The IWSR (International Wine and Spirit Research) has published its verdict. And those who know how to read data — not as a succession of statistics, but as an X-ray of forces in motion — will understand that this forecast does not merely announce a contraction. It announces a war.
The numbers, first. Global wine consumption fell five percent in 2025 alone — nearly double what the OIV had estimated in its annual report. And between now and 2035, the IWSR projects a further 14 percent decline in worldwide wine consumption, drawn from an analysis spanning 160 countries. The overall market for alcoholic beverages contracted by two percent. Even spirits and beer, historically more resilient, are under pressure. The only category that continues to grow, with the enviable confidence of a new arrival disrupting an established order, is RTD — Ready-to-Drink beverages.
The data also reveals another truth, one that is geopolitical as much as it is commercial: the recomposition of the world wine map is accelerating. China, the United States, Japan, Germany and the United Kingdom — in other words, five of the most coveted markets in the global wine industry — are all shrinking simultaneously. India, Colombia, Vietnam and Mexico, meanwhile, are growing. India will surpass the United States as the second-largest alcohol market in the world by 2032, behind China alone. Understand what that means: 1.4 billion people, a rapidly expanding middle class, a wine consumption starting from a very low base. These are not emerging markets. They are the future battlefield.
But let us not be distracted by the geography. The essential truth buried in these figures is more dangerous — and more urgent — than any market mapping exercise. When a pie shrinks, it is not the shrinkage itself that kills you. It is the fight for every remaining slice.
History is littered with examples of industries that contracted and, in doing so, triggered wars of an intensity that growth had never required. Oil in the 1980s. Steel in the 2000s. The airline industry, endlessly. In each case, the reaction to the contraction was not resignation — it was escalation. Escalation in promotional intensity. In innovation. In distribution muscle. In price aggression. In brand investment. The weakest disappeared. The most cunning survived. The strongest devoured.
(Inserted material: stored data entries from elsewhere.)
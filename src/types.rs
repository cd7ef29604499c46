use crate::error::{ClassifierError, Result};

pub type Document = Vec<String>;
pub type Bigram = (String, String);
pub type PredictionSequence = Vec<Label>;

#[derive(Debug, Clone, Copy, PartialEq, Eq, Hash)]
#[repr(u8)]
pub enum Label {
    Negative = 0,
    Positive = 1,
}

impl Label {
    pub fn as_int(self) -> u8 {
        self as u8
    }

    // strict: ties go negative
    pub fn from_scores(positive: f64, negative: f64) -> Label {
        if positive > negative { Label::Positive } else { Label::Negative }
    }
}

impl TryFrom<i64> for Label {
    type Error = ClassifierError;

    fn try_from(value: i64) -> Result<Label> {
        match value {
            0 => Ok(Label::Negative),
            1 => Ok(Label::Positive),
            other => Err(ClassifierError::InvalidLabel(other)),
        }
    }
}

/// Index-aligned training documents and their labels.
#[derive(Debug, Clone, Copy)]
pub struct TrainingSet<'a> {
    documents: &'a [Document],
    labels: &'a [Label],
}

impl<'a> TrainingSet<'a> {
    pub fn new(documents: &'a [Document], labels: &'a [Label]) -> Result<TrainingSet<'a>> {
        if documents.len() != labels.len() {
            return Err(ClassifierError::ShapeMismatch {
                documents: documents.len(),
                labels: labels.len(),
            });
        }
        Ok(TrainingSet { documents, labels })
    }

    pub fn documents(&self) -> &'a [Document] {
        self.documents
    }

    pub fn labels(&self) -> &'a [Label] {
        self.labels
    }

    pub fn len(&self) -> usize {
        self.documents.len()
    }

    pub fn is_empty(&self) -> bool {
        self.documents.is_empty()
    }

    pub fn iter(&self) -> impl Iterator<Item = (&'a Document, Label)> + 'a {
        let (documents, labels) = (self.documents, self.labels);
        documents.iter().zip(labels.iter().copied())
    }
}

// (log P(doc, positive), log P(doc, negative))
#[derive(Debug, Clone, Copy, PartialEq)]
pub struct LogScores {
    pub positive: f64,
    pub negative: f64,
}

impl LogScores {
    pub fn decide(&self) -> Label {
        Label::from_scores(self.positive, self.negative)
    }
}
The global wine industry is about to enter this phase. It is not tomorrow. It is already happening.
In a contracting market, market share becomes zero-sum. What one producer gains, another loses. There is no longer any growth tide to lift all boats. This brutal, cold arithmetic transforms every sales call into a battle, every shelf facing into a contested territory, every consumer touchpoint into a strategic objective. The language of business strategy is not sufficient to describe what lies ahead. The language of war is more precise.
What form will this war take? It will be fought simultaneously on several fronts, with unequal weapons.
The commercial front will be the most immediately visible. The marketing and communications front will be decisive in the medium term. The innovation front, finally, will separate the visionary from the merely competent. Sun Tzu wrote in The Art of War that the supreme general wins without fighting. In business, this translates into a single imperative: position yourself so advantageously, so early, so precisely, that when the battle intensifies, the outcome is already decided. The estates and négociants that invested in brand, distribution and innovation a decade ago are already better armed than those who are beginning to ask the question today. But the race is not over.
The IWSR forecast is not a death sentence. It is a call to arms. The global wine market is contracting. The competition for every bottle sold, every glass poured, every consumer won will only intensify. In a shrinking market, there is no such thing as a passive strategy. There is no such thing as maintaining the status quo. There is only attack, or retreat. Choose your side.